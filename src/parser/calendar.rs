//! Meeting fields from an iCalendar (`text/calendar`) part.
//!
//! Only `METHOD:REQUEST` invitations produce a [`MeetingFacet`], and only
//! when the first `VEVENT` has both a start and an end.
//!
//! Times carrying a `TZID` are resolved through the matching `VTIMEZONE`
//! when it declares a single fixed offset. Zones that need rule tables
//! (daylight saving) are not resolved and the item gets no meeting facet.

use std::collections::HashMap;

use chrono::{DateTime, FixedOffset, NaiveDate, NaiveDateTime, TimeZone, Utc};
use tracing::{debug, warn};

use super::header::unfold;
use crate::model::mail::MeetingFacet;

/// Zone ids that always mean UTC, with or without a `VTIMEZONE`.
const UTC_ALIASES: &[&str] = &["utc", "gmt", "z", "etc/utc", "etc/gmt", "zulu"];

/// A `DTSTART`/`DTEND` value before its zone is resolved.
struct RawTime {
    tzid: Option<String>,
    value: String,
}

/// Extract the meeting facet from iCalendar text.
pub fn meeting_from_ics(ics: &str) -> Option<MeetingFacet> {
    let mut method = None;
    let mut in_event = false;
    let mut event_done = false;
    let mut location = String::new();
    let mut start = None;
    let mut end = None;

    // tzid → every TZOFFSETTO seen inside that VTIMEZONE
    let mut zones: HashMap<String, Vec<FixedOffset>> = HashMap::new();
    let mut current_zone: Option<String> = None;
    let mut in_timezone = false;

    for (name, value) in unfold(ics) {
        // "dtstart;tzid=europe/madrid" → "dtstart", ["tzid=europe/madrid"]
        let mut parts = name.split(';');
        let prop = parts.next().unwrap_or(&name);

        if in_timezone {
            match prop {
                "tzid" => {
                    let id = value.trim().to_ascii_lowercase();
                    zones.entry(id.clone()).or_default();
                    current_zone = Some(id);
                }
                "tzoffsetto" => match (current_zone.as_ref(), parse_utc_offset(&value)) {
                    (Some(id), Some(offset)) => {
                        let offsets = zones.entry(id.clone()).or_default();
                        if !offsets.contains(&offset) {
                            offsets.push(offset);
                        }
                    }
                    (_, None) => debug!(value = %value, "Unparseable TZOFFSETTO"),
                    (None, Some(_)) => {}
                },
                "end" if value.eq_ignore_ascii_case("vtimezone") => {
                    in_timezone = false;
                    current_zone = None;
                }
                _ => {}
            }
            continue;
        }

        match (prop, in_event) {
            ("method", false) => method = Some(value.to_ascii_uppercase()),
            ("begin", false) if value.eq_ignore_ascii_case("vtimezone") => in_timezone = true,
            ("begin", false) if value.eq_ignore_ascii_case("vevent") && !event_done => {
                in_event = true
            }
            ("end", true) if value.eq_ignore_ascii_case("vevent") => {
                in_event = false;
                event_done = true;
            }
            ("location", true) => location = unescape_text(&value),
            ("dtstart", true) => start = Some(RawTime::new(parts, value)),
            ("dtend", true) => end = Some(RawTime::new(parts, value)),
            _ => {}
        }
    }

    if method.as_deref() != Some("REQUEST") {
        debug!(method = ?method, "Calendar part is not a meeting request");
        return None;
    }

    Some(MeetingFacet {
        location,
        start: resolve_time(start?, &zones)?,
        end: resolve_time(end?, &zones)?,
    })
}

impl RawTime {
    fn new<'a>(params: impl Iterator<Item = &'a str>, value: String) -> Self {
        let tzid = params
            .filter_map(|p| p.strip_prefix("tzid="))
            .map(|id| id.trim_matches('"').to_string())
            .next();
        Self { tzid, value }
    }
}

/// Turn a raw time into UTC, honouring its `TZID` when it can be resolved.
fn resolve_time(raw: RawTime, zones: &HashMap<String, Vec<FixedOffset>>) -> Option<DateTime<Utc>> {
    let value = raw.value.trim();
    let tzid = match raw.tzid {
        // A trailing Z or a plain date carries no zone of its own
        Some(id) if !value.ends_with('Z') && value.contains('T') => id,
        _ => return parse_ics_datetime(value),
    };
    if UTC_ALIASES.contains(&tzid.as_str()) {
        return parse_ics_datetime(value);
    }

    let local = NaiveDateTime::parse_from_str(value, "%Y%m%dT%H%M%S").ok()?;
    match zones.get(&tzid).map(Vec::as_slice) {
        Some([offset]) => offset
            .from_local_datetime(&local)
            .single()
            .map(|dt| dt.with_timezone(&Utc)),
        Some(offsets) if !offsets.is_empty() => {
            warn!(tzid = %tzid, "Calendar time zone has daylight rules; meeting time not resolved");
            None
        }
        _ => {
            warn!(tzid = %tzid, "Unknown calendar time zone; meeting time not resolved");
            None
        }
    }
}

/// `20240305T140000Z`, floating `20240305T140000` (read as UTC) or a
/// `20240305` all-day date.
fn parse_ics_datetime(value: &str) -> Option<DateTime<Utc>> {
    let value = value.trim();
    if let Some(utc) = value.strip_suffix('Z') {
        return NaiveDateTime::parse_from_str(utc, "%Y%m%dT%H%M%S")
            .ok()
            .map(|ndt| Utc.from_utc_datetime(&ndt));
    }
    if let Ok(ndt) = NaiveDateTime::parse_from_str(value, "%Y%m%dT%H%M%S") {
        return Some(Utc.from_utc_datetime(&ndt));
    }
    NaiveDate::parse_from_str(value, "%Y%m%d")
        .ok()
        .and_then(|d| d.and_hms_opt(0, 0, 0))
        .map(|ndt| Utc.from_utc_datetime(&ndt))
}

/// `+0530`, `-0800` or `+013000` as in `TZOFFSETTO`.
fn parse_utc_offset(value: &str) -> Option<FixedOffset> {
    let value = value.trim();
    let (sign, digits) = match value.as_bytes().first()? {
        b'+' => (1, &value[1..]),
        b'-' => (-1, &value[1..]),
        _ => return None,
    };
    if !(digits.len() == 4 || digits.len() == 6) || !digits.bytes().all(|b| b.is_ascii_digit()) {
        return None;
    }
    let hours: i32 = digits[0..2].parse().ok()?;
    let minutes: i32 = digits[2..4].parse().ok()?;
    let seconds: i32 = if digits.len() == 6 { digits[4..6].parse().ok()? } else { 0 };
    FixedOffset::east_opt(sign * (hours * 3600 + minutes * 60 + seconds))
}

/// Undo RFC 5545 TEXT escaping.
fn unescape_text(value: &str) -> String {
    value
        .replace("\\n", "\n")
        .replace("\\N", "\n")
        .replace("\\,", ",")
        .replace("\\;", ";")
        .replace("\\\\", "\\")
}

---

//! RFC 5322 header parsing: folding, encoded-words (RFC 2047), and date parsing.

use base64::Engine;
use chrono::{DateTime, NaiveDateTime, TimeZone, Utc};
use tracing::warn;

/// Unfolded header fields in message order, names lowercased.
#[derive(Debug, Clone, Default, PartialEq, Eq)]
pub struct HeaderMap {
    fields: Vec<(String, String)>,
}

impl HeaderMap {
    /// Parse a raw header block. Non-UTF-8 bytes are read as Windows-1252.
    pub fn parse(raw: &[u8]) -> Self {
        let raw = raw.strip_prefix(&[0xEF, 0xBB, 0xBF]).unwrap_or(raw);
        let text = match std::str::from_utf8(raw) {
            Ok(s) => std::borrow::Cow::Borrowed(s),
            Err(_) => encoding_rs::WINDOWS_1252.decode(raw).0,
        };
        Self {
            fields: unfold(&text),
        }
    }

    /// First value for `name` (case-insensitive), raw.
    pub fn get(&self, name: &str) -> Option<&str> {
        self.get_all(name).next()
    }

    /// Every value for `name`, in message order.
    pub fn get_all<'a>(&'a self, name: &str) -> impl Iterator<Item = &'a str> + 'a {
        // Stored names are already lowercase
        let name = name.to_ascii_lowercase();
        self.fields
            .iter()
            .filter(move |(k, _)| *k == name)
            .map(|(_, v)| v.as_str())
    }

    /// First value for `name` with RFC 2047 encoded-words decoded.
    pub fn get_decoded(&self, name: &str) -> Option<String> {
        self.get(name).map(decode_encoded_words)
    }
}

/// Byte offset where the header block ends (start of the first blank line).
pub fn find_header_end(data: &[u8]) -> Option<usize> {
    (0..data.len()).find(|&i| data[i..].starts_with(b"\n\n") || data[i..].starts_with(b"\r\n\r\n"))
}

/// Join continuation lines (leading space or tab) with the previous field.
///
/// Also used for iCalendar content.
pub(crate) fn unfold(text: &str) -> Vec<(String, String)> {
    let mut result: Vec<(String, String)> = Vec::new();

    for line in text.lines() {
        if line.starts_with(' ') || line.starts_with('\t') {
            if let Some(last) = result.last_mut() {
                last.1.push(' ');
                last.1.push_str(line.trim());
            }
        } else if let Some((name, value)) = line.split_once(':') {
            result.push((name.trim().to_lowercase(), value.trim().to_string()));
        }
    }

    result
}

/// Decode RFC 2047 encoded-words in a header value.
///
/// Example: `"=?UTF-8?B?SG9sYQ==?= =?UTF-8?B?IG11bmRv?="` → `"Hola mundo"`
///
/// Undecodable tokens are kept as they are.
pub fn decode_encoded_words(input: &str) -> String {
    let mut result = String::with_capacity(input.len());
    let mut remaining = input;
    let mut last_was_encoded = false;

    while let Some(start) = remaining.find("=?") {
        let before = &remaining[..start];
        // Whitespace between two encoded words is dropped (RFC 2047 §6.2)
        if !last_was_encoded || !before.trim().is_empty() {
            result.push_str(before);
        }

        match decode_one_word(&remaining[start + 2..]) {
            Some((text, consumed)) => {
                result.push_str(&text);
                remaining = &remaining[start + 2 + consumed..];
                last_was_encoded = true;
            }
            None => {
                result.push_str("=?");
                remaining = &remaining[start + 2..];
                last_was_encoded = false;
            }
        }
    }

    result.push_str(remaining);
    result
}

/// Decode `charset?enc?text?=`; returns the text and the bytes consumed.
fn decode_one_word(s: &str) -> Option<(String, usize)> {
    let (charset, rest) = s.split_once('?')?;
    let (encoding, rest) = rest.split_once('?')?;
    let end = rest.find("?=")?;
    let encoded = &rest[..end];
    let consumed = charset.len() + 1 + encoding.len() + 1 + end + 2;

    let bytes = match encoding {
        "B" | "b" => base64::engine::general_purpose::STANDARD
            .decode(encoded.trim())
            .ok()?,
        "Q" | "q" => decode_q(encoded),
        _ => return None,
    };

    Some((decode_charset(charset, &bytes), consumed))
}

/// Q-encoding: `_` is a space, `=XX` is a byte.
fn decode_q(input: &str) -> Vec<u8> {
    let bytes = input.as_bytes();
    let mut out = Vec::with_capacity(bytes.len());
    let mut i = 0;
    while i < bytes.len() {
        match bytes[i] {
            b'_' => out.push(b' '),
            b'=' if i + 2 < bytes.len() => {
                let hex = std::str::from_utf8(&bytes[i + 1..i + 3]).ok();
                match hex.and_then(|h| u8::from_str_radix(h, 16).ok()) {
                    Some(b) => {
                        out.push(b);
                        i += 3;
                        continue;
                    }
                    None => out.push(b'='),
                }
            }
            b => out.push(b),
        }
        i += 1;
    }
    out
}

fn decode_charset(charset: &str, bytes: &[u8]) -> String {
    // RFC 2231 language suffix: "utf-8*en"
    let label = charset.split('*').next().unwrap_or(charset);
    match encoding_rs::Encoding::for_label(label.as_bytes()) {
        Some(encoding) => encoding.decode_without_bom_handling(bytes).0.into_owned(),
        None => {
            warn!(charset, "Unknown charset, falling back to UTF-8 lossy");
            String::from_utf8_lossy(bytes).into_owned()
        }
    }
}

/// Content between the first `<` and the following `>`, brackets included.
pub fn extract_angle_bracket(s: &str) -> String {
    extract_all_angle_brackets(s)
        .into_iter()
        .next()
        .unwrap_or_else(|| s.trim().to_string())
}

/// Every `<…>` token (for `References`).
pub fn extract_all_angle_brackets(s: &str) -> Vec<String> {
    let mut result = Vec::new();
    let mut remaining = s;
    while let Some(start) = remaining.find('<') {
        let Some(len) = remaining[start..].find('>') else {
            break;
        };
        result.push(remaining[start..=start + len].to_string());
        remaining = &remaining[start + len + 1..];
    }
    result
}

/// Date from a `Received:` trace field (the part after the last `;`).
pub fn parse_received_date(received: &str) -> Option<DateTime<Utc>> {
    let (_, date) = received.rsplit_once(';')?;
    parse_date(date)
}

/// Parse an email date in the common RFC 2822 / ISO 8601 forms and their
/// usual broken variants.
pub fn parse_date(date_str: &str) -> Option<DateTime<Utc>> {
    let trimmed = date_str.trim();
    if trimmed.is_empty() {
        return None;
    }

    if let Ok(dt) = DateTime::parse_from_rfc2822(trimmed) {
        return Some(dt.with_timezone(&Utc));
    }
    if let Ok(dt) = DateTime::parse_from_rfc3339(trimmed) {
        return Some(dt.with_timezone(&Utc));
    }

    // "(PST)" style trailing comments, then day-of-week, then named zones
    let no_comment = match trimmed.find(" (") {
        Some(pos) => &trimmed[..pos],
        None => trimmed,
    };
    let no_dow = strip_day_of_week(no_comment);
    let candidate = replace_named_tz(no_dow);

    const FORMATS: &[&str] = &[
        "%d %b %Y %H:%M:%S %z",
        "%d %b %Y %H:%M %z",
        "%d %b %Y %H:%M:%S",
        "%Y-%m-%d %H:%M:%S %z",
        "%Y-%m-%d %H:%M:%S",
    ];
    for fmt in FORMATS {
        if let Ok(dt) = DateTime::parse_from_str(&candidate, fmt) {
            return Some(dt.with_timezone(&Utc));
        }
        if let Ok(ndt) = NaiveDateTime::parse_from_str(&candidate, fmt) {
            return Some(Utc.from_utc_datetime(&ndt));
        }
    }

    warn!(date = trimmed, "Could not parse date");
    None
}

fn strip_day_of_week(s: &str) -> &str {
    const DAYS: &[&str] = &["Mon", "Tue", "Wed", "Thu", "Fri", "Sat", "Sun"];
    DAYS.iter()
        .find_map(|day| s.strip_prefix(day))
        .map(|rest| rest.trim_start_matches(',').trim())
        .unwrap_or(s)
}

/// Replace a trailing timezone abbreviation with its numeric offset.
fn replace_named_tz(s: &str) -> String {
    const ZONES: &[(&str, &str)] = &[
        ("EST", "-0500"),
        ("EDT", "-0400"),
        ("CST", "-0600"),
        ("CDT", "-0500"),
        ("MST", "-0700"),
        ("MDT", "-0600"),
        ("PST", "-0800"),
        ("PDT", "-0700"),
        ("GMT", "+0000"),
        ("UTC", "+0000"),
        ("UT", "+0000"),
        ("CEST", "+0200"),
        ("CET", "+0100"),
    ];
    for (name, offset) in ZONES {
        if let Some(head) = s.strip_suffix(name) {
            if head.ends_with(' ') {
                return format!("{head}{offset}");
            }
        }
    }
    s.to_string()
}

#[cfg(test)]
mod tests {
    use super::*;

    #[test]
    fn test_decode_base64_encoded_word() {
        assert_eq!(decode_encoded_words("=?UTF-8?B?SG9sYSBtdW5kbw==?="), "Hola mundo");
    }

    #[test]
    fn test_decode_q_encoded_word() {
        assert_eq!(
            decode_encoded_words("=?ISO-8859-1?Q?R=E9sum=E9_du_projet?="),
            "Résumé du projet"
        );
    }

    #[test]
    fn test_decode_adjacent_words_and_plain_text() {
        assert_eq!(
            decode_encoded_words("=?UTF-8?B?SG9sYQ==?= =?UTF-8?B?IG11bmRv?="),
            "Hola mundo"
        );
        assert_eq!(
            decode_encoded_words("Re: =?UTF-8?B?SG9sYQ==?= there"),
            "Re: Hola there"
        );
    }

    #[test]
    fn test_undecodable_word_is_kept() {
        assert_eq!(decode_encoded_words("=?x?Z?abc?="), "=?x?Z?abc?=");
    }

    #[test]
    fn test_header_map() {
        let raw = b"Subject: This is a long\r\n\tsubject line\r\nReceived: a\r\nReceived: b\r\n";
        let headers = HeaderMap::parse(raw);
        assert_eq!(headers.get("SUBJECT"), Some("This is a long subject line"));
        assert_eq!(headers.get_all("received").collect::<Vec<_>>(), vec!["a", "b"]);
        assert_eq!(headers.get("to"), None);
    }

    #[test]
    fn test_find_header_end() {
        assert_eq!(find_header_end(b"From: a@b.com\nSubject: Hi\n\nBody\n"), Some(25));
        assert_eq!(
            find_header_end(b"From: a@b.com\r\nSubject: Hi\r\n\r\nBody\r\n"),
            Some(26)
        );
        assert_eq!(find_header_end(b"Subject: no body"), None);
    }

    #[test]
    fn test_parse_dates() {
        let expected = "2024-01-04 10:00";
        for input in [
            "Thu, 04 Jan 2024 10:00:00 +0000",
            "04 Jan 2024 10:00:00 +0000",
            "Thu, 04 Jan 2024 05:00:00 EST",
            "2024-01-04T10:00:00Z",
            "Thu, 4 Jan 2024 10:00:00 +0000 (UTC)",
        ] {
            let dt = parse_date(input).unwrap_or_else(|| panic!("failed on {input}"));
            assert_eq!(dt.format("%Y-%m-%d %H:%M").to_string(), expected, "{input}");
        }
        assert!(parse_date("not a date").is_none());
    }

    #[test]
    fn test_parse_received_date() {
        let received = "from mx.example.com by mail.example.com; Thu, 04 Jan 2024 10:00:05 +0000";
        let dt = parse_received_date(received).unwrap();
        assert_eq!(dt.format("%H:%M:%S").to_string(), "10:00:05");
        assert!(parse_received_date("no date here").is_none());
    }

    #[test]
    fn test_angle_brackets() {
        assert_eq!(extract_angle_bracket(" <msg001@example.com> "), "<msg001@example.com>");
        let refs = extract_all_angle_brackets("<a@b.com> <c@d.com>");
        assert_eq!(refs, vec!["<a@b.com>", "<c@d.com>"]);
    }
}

- **Assignment**:
Please give, as a bare number, how many lines in the listing above contain "FixedOffset".

- **Solution**:
5